_WHAT YOU HAVE TO DO_
Tally the lines of the data that include the word "ConfigValidator". Only the number is to be returned.

_DATA SECTION_
________________________

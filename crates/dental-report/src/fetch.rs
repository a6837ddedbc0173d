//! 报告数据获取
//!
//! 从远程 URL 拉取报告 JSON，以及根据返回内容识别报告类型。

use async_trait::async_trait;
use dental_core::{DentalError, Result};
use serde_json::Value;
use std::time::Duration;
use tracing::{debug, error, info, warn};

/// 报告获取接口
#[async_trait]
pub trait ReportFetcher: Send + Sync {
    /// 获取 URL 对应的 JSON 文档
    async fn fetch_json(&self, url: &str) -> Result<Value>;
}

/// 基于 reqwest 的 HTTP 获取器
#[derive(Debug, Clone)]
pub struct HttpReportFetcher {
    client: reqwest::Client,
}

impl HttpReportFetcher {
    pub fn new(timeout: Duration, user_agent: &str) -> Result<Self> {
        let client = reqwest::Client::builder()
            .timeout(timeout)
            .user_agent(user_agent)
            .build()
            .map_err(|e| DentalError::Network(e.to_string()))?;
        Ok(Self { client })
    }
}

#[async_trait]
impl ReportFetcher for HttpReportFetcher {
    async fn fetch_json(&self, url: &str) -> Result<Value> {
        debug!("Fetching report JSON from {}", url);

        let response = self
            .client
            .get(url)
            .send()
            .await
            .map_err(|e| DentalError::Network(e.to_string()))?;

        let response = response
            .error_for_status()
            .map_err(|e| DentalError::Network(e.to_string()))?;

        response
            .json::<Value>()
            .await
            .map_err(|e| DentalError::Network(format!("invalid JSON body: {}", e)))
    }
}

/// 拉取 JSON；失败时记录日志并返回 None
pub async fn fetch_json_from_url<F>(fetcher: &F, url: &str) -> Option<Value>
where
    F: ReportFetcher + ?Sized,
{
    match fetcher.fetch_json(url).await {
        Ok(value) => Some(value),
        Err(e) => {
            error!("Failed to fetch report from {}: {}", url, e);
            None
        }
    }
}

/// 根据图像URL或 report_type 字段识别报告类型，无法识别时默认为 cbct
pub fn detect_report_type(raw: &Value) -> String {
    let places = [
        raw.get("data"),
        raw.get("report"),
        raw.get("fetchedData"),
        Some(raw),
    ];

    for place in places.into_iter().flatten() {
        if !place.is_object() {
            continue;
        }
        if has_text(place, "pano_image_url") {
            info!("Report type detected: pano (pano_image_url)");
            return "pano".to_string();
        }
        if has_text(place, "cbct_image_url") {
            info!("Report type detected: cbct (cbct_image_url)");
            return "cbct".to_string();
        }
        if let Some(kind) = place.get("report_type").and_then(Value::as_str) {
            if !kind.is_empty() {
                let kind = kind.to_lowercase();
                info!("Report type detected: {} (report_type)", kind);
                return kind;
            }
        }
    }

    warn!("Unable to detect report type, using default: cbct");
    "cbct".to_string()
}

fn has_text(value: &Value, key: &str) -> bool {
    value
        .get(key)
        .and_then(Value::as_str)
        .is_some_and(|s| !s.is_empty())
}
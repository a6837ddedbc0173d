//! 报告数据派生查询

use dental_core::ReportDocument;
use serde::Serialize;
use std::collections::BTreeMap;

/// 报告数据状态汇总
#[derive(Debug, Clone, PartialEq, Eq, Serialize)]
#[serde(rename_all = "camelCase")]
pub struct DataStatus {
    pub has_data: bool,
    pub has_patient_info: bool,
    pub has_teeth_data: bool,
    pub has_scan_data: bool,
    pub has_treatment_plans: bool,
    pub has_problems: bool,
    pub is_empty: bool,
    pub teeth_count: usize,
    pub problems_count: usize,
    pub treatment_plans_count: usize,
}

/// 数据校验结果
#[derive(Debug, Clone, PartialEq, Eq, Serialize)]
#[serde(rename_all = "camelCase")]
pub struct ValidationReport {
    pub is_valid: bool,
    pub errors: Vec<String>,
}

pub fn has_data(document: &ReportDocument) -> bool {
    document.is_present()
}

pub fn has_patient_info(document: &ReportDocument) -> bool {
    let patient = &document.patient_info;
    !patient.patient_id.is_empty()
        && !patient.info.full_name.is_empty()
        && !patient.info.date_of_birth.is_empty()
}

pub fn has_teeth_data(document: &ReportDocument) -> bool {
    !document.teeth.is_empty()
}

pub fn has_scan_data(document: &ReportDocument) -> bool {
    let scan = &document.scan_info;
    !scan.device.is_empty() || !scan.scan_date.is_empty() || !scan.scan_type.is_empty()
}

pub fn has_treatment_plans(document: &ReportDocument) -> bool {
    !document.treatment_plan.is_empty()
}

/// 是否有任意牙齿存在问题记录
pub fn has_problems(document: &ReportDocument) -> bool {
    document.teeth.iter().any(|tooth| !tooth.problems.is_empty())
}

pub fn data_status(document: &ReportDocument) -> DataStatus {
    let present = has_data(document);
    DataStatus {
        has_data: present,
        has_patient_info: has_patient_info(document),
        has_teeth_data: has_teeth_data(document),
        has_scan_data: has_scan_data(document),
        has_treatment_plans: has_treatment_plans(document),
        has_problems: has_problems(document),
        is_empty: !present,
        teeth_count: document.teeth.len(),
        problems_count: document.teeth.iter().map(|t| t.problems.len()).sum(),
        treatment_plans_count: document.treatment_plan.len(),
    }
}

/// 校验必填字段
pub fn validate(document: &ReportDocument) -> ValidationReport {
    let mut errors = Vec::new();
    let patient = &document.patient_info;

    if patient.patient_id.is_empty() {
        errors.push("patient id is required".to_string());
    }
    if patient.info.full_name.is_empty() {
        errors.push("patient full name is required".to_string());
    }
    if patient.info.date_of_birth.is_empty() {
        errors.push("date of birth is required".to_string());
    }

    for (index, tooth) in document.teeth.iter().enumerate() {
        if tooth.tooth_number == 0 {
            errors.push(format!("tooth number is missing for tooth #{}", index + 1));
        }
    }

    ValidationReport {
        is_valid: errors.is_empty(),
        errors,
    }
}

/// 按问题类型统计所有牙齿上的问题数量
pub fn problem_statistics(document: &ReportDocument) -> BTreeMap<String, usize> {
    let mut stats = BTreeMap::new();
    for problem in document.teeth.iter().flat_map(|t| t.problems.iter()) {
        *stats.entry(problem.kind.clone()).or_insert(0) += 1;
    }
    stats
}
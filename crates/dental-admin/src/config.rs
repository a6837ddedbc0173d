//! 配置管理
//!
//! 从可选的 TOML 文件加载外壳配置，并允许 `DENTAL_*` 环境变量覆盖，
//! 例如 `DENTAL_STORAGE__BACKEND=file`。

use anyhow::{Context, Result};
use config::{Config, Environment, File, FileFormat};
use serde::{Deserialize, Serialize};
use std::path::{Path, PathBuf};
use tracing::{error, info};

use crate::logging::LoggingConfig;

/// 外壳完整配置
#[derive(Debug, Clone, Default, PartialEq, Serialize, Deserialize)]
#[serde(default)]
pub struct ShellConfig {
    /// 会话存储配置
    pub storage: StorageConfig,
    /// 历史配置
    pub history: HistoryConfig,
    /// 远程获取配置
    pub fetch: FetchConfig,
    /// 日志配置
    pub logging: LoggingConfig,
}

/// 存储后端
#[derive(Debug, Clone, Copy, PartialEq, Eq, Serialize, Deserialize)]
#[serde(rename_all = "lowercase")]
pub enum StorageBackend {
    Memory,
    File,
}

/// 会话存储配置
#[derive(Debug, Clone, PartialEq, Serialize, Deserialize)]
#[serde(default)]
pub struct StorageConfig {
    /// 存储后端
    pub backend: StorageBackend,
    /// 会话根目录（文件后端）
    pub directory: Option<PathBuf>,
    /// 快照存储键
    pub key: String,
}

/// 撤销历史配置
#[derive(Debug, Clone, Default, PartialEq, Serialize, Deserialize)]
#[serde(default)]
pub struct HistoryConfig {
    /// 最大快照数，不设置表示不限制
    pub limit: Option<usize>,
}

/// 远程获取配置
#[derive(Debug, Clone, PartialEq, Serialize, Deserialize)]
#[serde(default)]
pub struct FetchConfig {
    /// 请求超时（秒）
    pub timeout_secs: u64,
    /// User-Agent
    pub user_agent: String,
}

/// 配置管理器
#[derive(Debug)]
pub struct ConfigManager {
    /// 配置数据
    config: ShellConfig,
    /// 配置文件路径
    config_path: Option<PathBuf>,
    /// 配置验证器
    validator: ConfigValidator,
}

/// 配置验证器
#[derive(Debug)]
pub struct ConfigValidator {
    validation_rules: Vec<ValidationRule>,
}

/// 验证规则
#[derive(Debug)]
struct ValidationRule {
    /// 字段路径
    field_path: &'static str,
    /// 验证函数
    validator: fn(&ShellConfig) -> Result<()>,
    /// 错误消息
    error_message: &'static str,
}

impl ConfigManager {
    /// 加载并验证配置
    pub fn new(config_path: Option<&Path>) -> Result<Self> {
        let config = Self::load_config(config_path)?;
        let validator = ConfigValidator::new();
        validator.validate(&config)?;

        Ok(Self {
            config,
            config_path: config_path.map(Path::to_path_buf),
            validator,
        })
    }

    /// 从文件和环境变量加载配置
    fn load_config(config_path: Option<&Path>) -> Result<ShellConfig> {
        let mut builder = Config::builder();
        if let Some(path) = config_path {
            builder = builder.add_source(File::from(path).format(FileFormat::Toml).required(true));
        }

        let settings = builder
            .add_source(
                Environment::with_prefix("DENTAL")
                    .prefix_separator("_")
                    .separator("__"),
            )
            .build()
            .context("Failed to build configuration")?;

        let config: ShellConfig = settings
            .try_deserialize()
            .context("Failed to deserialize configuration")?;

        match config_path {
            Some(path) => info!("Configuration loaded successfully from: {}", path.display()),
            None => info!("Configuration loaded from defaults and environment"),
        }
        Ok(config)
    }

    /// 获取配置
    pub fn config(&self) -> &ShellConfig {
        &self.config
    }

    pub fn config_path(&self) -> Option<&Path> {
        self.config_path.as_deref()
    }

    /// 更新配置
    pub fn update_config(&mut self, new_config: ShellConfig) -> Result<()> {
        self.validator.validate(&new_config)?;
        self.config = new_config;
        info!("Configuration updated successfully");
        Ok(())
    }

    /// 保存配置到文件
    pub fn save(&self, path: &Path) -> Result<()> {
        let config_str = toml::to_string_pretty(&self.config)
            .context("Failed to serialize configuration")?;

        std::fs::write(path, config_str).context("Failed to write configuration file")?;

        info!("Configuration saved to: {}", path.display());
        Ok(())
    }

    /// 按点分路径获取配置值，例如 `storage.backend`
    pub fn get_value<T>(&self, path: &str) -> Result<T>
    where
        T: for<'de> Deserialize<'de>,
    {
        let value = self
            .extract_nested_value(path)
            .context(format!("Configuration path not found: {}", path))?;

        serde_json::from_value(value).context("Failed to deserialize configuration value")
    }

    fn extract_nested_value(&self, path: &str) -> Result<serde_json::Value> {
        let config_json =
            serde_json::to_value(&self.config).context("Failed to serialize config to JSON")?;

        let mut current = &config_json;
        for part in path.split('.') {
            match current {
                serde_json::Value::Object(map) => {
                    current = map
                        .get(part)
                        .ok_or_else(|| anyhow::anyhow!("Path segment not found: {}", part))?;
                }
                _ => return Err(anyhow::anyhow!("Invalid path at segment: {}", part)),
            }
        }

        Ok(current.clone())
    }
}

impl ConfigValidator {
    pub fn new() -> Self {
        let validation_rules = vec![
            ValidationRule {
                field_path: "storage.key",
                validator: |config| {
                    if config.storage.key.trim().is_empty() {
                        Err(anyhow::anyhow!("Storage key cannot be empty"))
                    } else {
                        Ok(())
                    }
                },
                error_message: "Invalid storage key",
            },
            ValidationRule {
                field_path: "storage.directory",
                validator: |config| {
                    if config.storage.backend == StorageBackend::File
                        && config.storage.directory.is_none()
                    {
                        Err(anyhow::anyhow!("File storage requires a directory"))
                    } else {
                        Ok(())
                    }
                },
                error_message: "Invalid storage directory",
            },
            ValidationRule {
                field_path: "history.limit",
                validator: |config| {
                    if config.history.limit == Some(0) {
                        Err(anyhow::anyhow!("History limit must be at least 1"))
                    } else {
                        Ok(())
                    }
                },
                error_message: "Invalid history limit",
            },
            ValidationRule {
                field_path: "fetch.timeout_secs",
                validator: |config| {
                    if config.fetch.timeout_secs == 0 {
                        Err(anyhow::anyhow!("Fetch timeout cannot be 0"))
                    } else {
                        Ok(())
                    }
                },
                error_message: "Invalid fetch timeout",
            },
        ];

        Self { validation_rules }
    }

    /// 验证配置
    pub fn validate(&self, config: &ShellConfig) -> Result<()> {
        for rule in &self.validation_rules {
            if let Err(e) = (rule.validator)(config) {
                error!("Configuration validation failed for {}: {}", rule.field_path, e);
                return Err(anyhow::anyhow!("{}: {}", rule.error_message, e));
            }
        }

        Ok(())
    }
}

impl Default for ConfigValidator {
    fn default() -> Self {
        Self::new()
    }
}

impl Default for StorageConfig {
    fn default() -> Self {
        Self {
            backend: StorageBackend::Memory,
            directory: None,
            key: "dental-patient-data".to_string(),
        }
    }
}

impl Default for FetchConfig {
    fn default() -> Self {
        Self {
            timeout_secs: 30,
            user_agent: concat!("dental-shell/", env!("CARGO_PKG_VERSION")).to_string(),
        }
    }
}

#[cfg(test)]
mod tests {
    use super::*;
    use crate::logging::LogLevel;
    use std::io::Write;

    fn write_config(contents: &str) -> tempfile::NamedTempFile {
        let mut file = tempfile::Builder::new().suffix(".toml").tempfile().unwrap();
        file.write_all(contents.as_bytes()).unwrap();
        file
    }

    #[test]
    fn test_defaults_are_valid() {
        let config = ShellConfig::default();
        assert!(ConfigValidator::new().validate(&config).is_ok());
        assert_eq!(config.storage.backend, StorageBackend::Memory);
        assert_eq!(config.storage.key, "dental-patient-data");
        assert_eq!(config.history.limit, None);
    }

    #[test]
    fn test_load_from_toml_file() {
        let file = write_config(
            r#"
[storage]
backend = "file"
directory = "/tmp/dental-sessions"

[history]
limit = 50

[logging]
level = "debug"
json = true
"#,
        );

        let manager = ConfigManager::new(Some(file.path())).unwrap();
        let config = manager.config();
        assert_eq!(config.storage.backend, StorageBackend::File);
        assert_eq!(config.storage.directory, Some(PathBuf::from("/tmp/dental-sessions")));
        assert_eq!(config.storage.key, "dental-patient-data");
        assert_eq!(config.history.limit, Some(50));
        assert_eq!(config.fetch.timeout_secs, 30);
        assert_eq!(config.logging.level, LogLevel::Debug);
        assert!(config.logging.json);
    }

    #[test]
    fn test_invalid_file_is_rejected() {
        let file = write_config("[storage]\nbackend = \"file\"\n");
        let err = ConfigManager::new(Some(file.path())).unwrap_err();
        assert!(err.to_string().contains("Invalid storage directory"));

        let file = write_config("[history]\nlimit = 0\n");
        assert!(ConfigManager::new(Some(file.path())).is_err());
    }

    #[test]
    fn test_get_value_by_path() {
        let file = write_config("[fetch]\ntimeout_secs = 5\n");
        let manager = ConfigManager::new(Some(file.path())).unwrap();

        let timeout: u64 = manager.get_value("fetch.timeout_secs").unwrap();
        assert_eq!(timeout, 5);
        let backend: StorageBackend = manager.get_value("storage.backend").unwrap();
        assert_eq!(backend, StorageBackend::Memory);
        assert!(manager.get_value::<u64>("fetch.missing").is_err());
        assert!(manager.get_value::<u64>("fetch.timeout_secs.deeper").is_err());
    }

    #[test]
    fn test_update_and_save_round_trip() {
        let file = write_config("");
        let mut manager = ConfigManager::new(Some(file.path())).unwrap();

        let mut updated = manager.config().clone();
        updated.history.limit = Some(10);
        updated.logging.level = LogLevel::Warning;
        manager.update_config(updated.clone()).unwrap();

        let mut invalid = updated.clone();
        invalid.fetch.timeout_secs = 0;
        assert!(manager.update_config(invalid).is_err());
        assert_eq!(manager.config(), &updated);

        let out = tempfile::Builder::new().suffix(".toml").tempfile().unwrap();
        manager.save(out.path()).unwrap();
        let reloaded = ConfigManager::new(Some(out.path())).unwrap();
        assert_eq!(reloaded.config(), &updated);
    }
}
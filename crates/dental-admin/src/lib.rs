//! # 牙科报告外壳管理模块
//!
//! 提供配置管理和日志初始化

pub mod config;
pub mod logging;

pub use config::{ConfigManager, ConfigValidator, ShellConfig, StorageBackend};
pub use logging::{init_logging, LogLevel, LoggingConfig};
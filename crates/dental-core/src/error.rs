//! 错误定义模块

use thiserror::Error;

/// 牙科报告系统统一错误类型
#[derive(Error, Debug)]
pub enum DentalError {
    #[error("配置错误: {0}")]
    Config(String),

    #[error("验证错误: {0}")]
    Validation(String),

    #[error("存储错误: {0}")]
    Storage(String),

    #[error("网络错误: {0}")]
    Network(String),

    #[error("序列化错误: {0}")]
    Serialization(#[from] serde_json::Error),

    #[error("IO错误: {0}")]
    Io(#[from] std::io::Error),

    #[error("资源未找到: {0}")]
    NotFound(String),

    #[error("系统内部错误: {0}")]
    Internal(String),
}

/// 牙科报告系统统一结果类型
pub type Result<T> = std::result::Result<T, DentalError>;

________________________

_TASK RESPONSE_
7